╭─ RECORDS
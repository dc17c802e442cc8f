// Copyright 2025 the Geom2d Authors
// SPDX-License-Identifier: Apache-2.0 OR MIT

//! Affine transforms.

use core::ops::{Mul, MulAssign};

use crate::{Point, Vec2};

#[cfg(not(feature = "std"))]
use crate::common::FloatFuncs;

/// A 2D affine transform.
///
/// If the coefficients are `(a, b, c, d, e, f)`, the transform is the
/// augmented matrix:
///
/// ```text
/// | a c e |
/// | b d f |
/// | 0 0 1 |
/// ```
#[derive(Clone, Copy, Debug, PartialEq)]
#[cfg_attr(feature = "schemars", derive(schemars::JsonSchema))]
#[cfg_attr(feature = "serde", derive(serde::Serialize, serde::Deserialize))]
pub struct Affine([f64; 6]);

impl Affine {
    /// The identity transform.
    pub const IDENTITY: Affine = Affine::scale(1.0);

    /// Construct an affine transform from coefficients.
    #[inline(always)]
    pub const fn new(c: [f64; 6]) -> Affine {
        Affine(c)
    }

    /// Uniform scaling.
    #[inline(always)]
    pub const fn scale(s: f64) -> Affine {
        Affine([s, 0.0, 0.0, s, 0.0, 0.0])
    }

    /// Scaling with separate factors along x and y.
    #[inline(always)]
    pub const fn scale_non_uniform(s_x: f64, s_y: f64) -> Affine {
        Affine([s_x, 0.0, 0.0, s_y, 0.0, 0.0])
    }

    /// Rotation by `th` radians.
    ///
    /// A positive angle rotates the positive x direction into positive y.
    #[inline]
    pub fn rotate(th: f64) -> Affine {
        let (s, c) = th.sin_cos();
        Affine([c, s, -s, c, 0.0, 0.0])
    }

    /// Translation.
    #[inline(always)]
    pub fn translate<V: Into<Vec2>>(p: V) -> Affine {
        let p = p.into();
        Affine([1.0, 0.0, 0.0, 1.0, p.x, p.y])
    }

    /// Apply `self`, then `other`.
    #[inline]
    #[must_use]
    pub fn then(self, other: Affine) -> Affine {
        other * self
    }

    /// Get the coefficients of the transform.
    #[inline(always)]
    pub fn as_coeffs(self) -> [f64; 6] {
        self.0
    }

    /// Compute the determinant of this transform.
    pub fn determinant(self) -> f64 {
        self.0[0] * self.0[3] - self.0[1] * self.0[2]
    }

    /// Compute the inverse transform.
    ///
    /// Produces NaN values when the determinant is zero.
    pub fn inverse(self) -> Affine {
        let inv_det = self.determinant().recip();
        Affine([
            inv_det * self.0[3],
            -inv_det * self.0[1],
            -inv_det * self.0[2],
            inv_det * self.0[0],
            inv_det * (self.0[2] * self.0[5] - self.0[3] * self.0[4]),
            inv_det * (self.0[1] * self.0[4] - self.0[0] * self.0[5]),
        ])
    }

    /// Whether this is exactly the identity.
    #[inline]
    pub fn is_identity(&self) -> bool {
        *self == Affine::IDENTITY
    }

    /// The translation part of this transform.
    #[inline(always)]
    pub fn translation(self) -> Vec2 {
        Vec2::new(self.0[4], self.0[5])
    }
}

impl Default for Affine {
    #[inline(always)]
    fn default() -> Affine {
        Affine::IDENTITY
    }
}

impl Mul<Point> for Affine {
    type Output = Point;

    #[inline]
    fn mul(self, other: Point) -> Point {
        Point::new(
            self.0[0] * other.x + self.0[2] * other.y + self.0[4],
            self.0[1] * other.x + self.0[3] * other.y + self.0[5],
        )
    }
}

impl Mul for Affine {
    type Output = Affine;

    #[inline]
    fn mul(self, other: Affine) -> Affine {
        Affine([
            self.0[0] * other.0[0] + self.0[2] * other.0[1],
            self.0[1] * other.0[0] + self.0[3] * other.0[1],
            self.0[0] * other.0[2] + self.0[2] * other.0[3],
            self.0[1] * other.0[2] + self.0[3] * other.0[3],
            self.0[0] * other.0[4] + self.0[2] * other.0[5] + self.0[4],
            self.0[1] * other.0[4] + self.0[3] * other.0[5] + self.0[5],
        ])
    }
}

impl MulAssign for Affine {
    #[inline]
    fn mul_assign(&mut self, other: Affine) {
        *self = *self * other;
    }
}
╰─
╭─ RECORDS
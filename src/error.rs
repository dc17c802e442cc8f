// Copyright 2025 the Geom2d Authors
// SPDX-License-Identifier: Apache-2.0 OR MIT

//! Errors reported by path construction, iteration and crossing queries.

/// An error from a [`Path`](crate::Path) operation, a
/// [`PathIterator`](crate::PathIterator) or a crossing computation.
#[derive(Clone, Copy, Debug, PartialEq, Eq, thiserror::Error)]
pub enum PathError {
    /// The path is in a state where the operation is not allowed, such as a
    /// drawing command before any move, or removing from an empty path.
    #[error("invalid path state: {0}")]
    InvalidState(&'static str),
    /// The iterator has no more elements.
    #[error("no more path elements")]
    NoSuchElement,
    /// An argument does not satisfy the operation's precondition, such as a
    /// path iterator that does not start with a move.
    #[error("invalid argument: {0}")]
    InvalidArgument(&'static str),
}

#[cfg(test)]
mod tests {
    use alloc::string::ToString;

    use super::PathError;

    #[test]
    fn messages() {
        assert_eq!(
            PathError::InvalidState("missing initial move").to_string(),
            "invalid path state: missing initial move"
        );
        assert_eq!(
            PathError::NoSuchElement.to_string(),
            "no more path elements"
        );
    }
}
╰─
╭─ RECORDS
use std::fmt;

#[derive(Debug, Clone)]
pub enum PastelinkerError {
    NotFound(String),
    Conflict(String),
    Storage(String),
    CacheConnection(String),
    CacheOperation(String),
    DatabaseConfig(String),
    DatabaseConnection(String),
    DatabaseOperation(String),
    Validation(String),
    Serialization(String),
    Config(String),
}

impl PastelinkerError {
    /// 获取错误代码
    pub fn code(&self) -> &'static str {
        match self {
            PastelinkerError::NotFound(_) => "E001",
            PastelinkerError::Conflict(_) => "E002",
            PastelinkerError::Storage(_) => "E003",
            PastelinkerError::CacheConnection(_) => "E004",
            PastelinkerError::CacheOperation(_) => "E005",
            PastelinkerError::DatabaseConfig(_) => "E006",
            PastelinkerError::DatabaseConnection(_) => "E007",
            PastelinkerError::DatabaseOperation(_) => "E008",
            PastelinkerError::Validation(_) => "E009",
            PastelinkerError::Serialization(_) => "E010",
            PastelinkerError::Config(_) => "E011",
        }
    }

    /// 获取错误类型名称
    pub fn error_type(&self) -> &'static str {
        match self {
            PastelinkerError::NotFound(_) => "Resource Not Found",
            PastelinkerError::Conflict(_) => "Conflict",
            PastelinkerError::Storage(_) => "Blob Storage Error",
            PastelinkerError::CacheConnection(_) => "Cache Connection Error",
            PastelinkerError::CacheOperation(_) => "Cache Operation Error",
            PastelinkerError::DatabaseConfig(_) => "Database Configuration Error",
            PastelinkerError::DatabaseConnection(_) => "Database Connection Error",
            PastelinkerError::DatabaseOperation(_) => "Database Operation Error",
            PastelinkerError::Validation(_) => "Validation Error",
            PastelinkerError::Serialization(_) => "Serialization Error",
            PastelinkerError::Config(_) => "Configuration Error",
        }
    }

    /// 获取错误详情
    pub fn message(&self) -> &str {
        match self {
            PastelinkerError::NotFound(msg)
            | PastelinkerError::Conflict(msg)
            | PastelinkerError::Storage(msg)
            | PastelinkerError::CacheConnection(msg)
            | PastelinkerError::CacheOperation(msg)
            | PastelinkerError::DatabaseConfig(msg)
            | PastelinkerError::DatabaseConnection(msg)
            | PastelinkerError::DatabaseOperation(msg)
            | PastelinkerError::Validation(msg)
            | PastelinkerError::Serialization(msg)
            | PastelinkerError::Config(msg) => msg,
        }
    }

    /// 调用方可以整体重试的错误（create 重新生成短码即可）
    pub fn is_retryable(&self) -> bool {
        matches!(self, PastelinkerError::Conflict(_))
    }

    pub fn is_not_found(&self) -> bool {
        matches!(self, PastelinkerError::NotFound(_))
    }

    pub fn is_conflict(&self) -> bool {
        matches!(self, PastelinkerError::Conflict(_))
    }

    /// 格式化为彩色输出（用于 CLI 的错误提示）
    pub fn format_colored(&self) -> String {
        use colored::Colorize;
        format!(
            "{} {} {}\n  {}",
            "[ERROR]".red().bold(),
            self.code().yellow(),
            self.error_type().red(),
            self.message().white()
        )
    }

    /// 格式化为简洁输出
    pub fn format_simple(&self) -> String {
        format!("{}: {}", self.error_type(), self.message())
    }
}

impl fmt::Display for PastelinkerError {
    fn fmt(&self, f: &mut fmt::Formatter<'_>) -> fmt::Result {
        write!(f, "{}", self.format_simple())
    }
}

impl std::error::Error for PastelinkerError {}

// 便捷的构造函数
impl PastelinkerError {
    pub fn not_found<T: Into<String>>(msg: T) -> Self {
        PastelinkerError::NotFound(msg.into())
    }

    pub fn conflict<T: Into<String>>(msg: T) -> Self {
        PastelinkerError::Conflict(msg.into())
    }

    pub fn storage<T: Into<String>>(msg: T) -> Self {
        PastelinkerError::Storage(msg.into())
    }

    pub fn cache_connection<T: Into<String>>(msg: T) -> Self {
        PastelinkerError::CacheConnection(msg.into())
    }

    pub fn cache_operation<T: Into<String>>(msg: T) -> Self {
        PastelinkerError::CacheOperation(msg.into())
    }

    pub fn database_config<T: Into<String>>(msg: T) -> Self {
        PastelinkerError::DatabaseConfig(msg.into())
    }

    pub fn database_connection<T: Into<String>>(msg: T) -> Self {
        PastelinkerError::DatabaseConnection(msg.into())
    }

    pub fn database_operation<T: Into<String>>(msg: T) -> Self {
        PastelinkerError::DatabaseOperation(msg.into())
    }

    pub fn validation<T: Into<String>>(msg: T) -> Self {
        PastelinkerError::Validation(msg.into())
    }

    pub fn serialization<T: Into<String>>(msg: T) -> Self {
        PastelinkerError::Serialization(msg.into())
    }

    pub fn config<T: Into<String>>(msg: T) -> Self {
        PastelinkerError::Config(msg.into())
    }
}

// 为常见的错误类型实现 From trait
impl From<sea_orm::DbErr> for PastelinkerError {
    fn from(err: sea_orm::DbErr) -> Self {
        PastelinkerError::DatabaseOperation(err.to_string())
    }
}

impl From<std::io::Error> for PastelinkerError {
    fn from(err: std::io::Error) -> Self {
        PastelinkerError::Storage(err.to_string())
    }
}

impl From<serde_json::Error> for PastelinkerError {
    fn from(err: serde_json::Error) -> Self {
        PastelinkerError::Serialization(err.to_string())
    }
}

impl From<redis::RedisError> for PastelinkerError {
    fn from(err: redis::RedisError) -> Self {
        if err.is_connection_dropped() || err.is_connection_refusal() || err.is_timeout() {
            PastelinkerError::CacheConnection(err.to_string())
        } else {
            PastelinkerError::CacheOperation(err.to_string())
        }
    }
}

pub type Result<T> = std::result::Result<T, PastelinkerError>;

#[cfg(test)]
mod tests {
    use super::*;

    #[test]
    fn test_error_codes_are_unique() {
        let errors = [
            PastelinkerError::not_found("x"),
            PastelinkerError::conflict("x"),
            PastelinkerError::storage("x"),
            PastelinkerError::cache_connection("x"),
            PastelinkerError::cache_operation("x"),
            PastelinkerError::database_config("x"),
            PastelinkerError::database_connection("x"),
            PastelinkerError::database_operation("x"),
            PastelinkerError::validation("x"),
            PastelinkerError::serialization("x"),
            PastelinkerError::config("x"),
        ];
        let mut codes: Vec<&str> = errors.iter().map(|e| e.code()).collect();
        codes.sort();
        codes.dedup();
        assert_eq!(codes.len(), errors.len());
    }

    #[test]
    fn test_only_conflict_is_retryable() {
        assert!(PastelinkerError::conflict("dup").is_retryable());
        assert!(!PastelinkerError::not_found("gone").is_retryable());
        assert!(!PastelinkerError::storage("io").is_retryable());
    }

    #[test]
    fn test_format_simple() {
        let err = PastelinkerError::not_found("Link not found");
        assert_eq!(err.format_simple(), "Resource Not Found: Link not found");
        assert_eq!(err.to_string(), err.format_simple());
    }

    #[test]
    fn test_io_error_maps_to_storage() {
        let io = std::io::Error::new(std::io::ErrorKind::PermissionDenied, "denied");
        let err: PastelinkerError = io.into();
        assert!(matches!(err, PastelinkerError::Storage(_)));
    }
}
╰─
> _WHAT IS BEING ASKED_:
Return every line of the material in which the word "then" is found.

> _FINISHED TASK_:
    /// Apply `self`, then `other`.
    pub fn then(self, other: Affine) -> Affine {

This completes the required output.